- **PROVIDED DATA**
______
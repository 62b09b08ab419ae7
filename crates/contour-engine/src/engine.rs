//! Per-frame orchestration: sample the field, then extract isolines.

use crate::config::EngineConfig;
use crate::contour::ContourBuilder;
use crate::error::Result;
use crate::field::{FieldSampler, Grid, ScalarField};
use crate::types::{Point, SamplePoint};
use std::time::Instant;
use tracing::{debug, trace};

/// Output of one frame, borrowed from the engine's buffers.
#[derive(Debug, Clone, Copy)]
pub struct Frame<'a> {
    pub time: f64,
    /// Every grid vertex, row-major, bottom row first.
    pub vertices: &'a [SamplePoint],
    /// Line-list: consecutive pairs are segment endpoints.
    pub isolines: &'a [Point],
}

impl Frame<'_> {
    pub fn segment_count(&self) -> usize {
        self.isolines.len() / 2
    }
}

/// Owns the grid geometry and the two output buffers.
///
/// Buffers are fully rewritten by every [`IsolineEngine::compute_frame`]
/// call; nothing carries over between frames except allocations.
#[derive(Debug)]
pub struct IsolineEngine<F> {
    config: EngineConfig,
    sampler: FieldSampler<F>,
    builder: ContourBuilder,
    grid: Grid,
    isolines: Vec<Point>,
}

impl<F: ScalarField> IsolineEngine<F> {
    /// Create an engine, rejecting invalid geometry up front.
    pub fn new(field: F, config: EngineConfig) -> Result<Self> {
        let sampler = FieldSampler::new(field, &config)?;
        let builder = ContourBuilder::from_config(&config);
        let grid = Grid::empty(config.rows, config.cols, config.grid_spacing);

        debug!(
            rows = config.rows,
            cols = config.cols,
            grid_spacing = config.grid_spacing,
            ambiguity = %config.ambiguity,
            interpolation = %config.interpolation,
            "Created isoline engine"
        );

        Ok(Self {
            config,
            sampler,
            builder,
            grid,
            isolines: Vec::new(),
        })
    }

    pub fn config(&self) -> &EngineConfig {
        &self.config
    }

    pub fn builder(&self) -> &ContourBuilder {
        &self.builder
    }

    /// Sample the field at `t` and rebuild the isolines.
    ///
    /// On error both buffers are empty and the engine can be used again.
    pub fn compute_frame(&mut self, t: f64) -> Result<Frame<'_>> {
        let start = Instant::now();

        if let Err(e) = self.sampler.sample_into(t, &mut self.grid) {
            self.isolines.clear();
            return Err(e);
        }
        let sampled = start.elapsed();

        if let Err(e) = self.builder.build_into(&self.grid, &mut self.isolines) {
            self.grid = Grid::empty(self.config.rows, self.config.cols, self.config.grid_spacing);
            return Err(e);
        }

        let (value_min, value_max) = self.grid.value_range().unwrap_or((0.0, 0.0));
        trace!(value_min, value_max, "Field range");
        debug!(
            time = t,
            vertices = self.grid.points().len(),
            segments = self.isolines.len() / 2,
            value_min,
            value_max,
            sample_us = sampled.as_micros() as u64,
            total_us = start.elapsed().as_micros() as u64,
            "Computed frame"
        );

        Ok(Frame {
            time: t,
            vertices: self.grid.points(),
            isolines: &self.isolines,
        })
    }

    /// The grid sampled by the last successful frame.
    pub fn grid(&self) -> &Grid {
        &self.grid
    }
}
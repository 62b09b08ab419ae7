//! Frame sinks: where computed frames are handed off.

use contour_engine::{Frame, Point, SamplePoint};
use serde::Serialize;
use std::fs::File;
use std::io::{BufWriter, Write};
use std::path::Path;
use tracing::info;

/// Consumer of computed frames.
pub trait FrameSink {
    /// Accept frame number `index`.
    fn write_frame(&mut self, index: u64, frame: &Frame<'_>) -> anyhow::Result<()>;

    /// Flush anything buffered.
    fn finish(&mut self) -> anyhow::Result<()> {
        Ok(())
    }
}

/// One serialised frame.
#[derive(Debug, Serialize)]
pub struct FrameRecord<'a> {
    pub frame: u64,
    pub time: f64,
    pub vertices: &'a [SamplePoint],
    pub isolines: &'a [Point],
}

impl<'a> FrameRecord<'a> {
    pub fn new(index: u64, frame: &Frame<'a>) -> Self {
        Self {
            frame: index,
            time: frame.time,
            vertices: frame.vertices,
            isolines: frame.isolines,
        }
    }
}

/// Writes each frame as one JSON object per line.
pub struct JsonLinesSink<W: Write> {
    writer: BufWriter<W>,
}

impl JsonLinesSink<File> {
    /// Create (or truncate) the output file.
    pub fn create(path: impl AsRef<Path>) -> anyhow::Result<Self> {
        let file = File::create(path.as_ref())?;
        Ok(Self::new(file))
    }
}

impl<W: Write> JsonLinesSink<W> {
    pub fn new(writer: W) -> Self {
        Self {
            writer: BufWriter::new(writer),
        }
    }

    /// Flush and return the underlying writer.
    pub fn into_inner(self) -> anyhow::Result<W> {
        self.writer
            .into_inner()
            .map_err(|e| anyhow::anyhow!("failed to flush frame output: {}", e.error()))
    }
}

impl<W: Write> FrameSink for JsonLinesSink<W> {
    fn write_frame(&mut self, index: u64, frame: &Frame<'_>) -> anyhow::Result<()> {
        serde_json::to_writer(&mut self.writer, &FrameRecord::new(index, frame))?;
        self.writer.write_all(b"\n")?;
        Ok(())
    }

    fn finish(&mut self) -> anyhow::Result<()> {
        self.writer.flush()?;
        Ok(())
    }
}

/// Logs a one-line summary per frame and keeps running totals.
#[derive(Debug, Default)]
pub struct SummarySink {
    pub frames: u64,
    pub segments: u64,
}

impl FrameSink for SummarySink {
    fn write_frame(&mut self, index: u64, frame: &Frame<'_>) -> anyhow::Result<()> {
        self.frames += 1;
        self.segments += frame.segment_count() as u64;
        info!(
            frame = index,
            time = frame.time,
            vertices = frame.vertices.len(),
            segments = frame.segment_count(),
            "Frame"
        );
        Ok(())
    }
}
______
- **PROBLEM STATEMENT**
For each line in the records that contains the word "Serialize", make a copy.

- **EXERCISE RESULT**
use serde::Serialize;
#[derive(Debug, Serialize)]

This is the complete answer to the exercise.